[Stored data]
-- -- --

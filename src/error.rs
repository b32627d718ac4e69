use thiserror::Error;

#[derive(Error, Debug)]
pub enum PokedexError {
    #[error("設定エラー: {0}")]
    Config(String),

    #[error("Network response was not ok: {0}")]
    Network(String),

    #[error("Pokemon not found: {0}")]
    NotFound(String),

    #[error("limitは1以上を指定してください: {0}")]
    InvalidLimit(u32),

    #[error("不正な指定です: {0}")]
    InvalidReference(String),

    #[error("{0}")]
    Validation(#[from] pokedex_common::ValidationError),

    #[error("{0}")]
    Common(#[from] pokedex_common::Error),

    #[error("JSON解析エラー: {0}")]
    JsonParse(#[from] serde_json::Error),

    #[error("IOエラー: {0}")]
    Io(#[from] std::io::Error),

    #[error("入力エラー: {0}")]
    Prompt(#[from] dialoguer::Error),
}

impl From<reqwest::Error> for PokedexError {
    fn from(e: reqwest::Error) -> Self {
        PokedexError::Network(e.to_string())
    }
}

impl PokedexError {
    /// 利用者向けに表示する1行メッセージ
    ///
    /// 検証エラーは文言そのまま、見つからない場合は固定文言。
    pub fn report(&self) -> String {
        match self {
            PokedexError::NotFound(_) => "Pokemon not found".to_string(),
            PokedexError::Validation(v) => v.to_string(),
            other => format!("Error: {}", other),
        }
    }
}

pub type Result<T> = std::result::Result<T, PokedexError>;
//! 一覧の読み込み
//!
//! `CatalogState` にアクションを流しながらページを順に取得する。

use crate::client::PokeApiClient;
use crate::error::Result;
use indicatif::{ProgressBar, ProgressStyle};
use pokedex_common::{Action, CatalogState};
use std::time::Duration;

/// 何ページ読むか
#[derive(Debug, Clone, Copy, PartialEq, Eq)]
pub enum PageBudget {
    Pages(u32),
    All,
}

impl PageBudget {
    fn allows(&self, loaded: u32) -> bool {
        match self {
            PageBudget::Pages(n) => loaded < *n,
            PageBudget::All => true,
        }
    }
}

/// ページを順に読み込んで状態に積み上げる
///
/// 途中で失敗した場合は `FetchFailed` を適用してからエラーを返す（リトライなし）。
/// それまでに読み込んだレコードは状態に残る。
pub async fn load_pages(
    client: &PokeApiClient,
    state: &mut CatalogState,
    budget: PageBudget,
    show_progress: bool,
) -> Result<u32> {
    let spinner = if show_progress {
        let pb = ProgressBar::new_spinner();
        pb.set_style(
            ProgressStyle::default_spinner()
                .template("{spinner} {msg}")
                .unwrap_or_else(|_| ProgressStyle::default_spinner()),
        );
        pb.enable_steady_tick(Duration::from_millis(100));
        Some(pb)
    } else {
        None
    };

    let mut loaded = 0u32;
    while budget.allows(loaded) {
        let Some((limit, offset)) = state.next_request() else {
            break;
        };

        if let Some(pb) = &spinner {
            pb.set_message(format!("Fetching offset {}...", offset));
        }

        state.apply(Action::FetchStarted);
        match client.list(limit, offset).await {
            Ok(page) => {
                state.apply(Action::PageLoaded(page));
                loaded += 1;
            }
            Err(e) => {
                tracing::debug!("page fetch failed at offset {}: {}", offset, e);
                state.apply(Action::FetchFailed(e.to_string()));
                if let Some(pb) = &spinner {
                    pb.finish_and_clear();
                }
                return Err(e);
            }
        }
    }

    if let Some(pb) = spinner {
        pb.finish_and_clear();
    }
    tracing::info!("loaded {} page(s), {} record(s)", loaded, state.records.len());

    Ok(loaded)
}
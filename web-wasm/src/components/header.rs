//! ヘッダーコンポーネント

use leptos::prelude::*;

#[component]
pub fn Header() -> impl IntoView {
    view! {
        <header class="header">
            <h1>"Pokedex"</h1>
        </header>
    }
}
//! 詳細ビュー

use leptos::prelude::*;
use leptos::task::spawn_local;
use crate::api::pokeapi::{fetch_detail, FetchError};
use crate::components::capture_form::CaptureForm;
use pokedex_common::{
    sprite_url, CaptureTag, PokemonDetail, PokemonRef, DEFAULT_API_BASE, DEFAULT_SPRITE_BASE,
};

/// 詳細の読み込み状態
#[derive(Clone, Debug, PartialEq)]
pub enum DetailState {
    Loading,
    Loaded(PokemonDetail),
    NotFound,
    Failed(String),
}

#[component]
pub fn PokemonDetailView<FB, FC>(
    name: String,
    tags: RwSignal<Vec<CaptureTag>>,
    on_back: FB,
    on_captured: FC,
) -> impl IntoView
where
    FB: Fn(()) + 'static + Clone + Send + Sync,
    FC: Fn(CaptureTag) + 'static + Clone + Send + Sync,
{
    let state = RwSignal::new(DetailState::Loading);

    match name.parse::<PokemonRef>() {
        Ok(pokemon) => {
            spawn_local(async move {
                let next = match fetch_detail(DEFAULT_API_BASE, &pokemon).await {
                    Ok(detail) => DetailState::Loaded(detail),
                    Err(FetchError::NotFound) => DetailState::NotFound,
                    Err(e) => {
                        gloo::console::error!(format!("Failed to fetch Pokémon details: {}", e));
                        DetailState::Failed(e.to_string())
                    }
                };
                state.set(next);
            });
        }
        Err(_) => state.set(DetailState::NotFound),
    }

    let back_button = move || {
        let on_back = on_back.clone();
        view! {
            <button class="btn btn-primary" on:click=move |_| on_back(())>
                "← Back"
            </button>
        }
    };

    view! {
        <div class="detail-page">
            {move || match state.get() {
                DetailState::Loading => view! {
                    <div class="loading"><p>"Loading..."</p></div>
                }
                .into_any(),
                DetailState::NotFound => view! {
                    <div class="not-found">
                        {back_button()}
                        <p>"Pokemon not found"</p>
                    </div>
                }
                .into_any(),
                DetailState::Failed(e) => view! {
                    <div class="error-text">
                        {back_button()}
                        <p>{format!("Error: {}", e)}</p>
                    </div>
                }
                .into_any(),
                DetailState::Loaded(detail) => {
                    let abilities: Vec<String> =
                        detail.ability_names().into_iter().map(String::from).collect();
                    let abilities_view = if abilities.is_empty() {
                        view! { <p class="text-muted">"No abilities available."</p> }.into_any()
                    } else {
                        abilities
                            .into_iter()
                            .map(|a| view! { <p class="text-muted">{a}</p> })
                            .collect_view()
                            .into_any()
                    };
                    let experience = detail
                        .base_experience
                        .map(|e| e.to_string())
                        .unwrap_or_else(|| "-".to_string());

                    view! {
                        <div>
                            {back_button()}
                            <div class="detail-header">
                                <img
                                    src=sprite_url(DEFAULT_SPRITE_BASE, detail.id)
                                    alt="Pokemon"
                                    class="pokemon-image"
                                />
                                <h1 class="pokemon-name">{detail.name.clone()}</h1>
                            </div>

                            <div class="detail-section">
                                <h2>"Base Experience:"</h2>
                                <p class="text-muted">{experience}</p>
                            </div>

                            <div class="detail-section">
                                <h2>"Abilities:"</h2>
                                {abilities_view}
                            </div>

                            <CaptureForm
                                character=detail.name.clone()
                                tags=tags
                                on_captured=on_captured.clone()
                            />
                        </div>
                    }
                    .into_any()
                }
            }}
        </div>
    }
}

-- -- --

Copy every line that appears above, with each word kept as it is.

• **Problem solution**
filename src/error.rs
repository b32627d718ac4e69
use thiserror::Error;

#[derive(Error, Debug)]
pub enum PokedexError {
    #[error("設定エラー: {0}")]
    Config(String),

    #[error("Network response was not ok: {0}")]
    Network(String),

    #[error("Pokemon not found: {0}")]
    NotFound(String),

    #[error("limitは1以上を指定してください: {0}")]
    InvalidLimit(u32),

    #[error("不正な指定です: {0}")]
    InvalidReference(String),

    #[error("{0}")]
    Validation(#[from] pokedex_common::ValidationError),

    #[error("{0}")]
    Common(#[from] pokedex_common::Error),

    #[error("JSON解析エラー: {0}")]
    JsonParse(#[from] serde_json::Error),

    #[error("IOエラー: {0}")]
    Io(#[from] std::io::Error),

    #[error("入力エラー: {0}")]
    Prompt(#[from] dialoguer::Error),
}

impl From<reqwest::Error> for PokedexError {
    fn from(e: reqwest::Error) -> Self {
        PokedexError::Network(e.to_string())
    }
}

impl PokedexError {
    /// 利用者向けに表示する1行メッセージ
    ///
    /// 検証エラーは文言そのまま、見つからない場合は固定文言。
    pub fn report(&self) -> String {
        match self {
            PokedexError::NotFound(_) => "Pokemon not found".to_string(),
            PokedexError::Validation(v) => v.to_string(),
            other => format!("Error: {}", other),
        }
    }
}

pub type Result<T> = std::result::Result<T, PokedexError>;
//! 一覧の読み込み
//!
//! `CatalogState` にアクションを流しながらページを順に取得する。

use crate::client::PokeApiClient;
use crate::error::Result;
use indicatif::{ProgressBar, ProgressStyle};
use pokedex_common::{Action, CatalogState};
use std::time::Duration;

/// 何ページ読むか
#[derive(Debug, Clone, Copy, PartialEq, Eq)]
pub enum PageBudget {
    Pages(u32),
    All,
}

impl PageBudget {
    fn allows(&self, loaded: u32) -> bool {
        match self {
            PageBudget::Pages(n) => loaded < *n,
            PageBudget::All => true,
        }
    }
}

/// ページを順に読み込んで状態に積み上げる
///
/// 途中で失敗した場合は `FetchFailed` を適用してからエラーを返す（リトライなし）。
/// それまでに読み込んだレコードは状態に残る。
pub async fn load_pages(
    client: &PokeApiClient,
    state: &mut CatalogState,
    budget: PageBudget,
    show_progress: bool,
) -> Result<u32> {
    let spinner = if show_progress {
        let pb = ProgressBar::new_spinner();
        pb.set_style(
            ProgressStyle::default_spinner()
                .template("{spinner} {msg}")
                .unwrap_or_else(|_| ProgressStyle::default_spinner()),
        );
        pb.enable_steady_tick(Duration::from_millis(100));
        Some(pb)
    } else {
        None
    };

    let mut loaded = 0u32;
    while budget.allows(loaded) {
        let Some((limit, offset)) = state.next_request() else {
            break;
        };

        if let Some(pb) = &spinner {
            pb.set_message(format!("Fetching offset {}...", offset));
        }

        state.apply(Action::FetchStarted);
        match client.list(limit, offset).await {
            Ok(page) => {
                state.apply(Action::PageLoaded(page));
                loaded += 1;
            }
            Err(e) => {
                tracing::debug!("page fetch failed at offset {}: {}", offset, e);
                state.apply(Action::FetchFailed(e.to_string()));
                if let Some(pb) = &spinner {
                    pb.finish_and_clear();
                }
                return Err(e);
            }
        }
    }

    if let Some(pb) = spinner {
        pb.finish_and_clear();
    }
    tracing::info!("loaded {} page(s), {} record(s)", loaded, state.records.len());

    Ok(loaded)
}
filename web-wasm/src/components/header.rs
//! ヘッダーコンポーネント

use leptos::prelude::*;

#[component]
pub fn Header() -> impl IntoView {
    view! {
        <header class="header">
            <h1>"Pokedex"</h1>
        </header>
    }
}
//! 詳細ビュー

use leptos::prelude::*;
use leptos::task::spawn_local;
use crate::api::pokeapi::{fetch_detail, FetchError};
use crate::components::capture_form::CaptureForm;
use pokedex_common::{
    sprite_url, CaptureTag, PokemonDetail, PokemonRef, DEFAULT_API_BASE, DEFAULT_SPRITE_BASE,
};

/// 詳細の読み込み状態
#[derive(Clone, Debug, PartialEq)]
pub enum DetailState {
    Loading,
    Loaded(PokemonDetail),
    NotFound,
    Failed(String),
}

#[component]
pub fn PokemonDetailView<FB, FC>(
    name: String,
    tags: RwSignal<Vec<CaptureTag>>,
    on_back: FB,
    on_captured: FC,
) -> impl IntoView
where
    FB: Fn(()) + 'static + Clone + Send + Sync,
    FC: Fn(CaptureTag) + 'static + Clone + Send + Sync,
{
    let state = RwSignal::new(DetailState::Loading);

    match name.parse::<PokemonRef>() {
        Ok(pokemon) => {
            spawn_local(async move {
                let next = match fetch_detail(DEFAULT_API_BASE, &pokemon).await {
                    Ok(detail) => DetailState::Loaded(detail),
                    Err(FetchError::NotFound) => DetailState::NotFound,
                    Err(e) => {
                        gloo::console::error!(format!("Failed to fetch Pokémon details: {}", e));
                        DetailState::Failed(e.to_string())
                    }
                };
                state.set(next);
            });
        }
        Err(_) => state.set(DetailState::NotFound),
    }

    let back_button = move || {
        let on_back = on_back.clone();
        view! {
            <button class="btn btn-primary" on:click=move |_| on_back(())>
                "← Back"
            </button>
        }
    };

    view! {
        <div class="detail-page">
            {move || match state.get() {
                DetailState::Loading => view! {
                    <div class="loading"><p>"Loading..."</p></div>
                }
                .into_any(),
                DetailState::NotFound => view! {
                    <div class="not-found">
                        {back_button()}
                        <p>"Pokemon not found"</p>
                    </div>
                }
                .into_any(),
                DetailState::Failed(e) => view! {
                    <div class="error-text">
                        {back_button()}
                        <p>{format!("Error: {}", e)}</p>
                    </div>
                }
                .into_any(),
                DetailState::Loaded(detail) => {
                    let abilities: Vec<String> =
                        detail.ability_names().into_iter().map(String::from).collect();
                    let abilities_view = if abilities.is_empty() {
                        view! { <p class="text-muted">"No abilities available."</p> }.into_any()
                    } else {
                        abilities
                            .into_iter()
                            .map(|a| view! { <p class="text-muted">{a}</p> })
                            .collect_view()
                            .into_any()
                    };
                    let experience = detail
                        .base_experience
                        .map(|e| e.to_string())
                        .unwrap_or_else(|| "-".to_string());

                    view! {
                        <div>
                            {back_button()}
                            <div class="detail-header">
                                <img
                                    src=sprite_url(DEFAULT_SPRITE_BASE, detail.id)
                                    alt="Pokemon"
                                    class="pokemon-image"
                                />
                                <h1 class="pokemon-name">{detail.name.clone()}</h1>
                            </div>

                            <div class="detail-section">
                                <h2>"Base Experience:"</h2>
                                <p class="text-muted">{experience}</p>
                            </div>

                            <div class="detail-section">
                                <h2>"Abilities:"</h2>
                                {abilities_view}
                            </div>

                            <CaptureForm
                                character=detail.name.clone()
                                tags=tags
                                on_captured=on_captured.clone()
                            />
                        </div>
                    }
                    .into_any()
                }
            }}
        </div>
    }
}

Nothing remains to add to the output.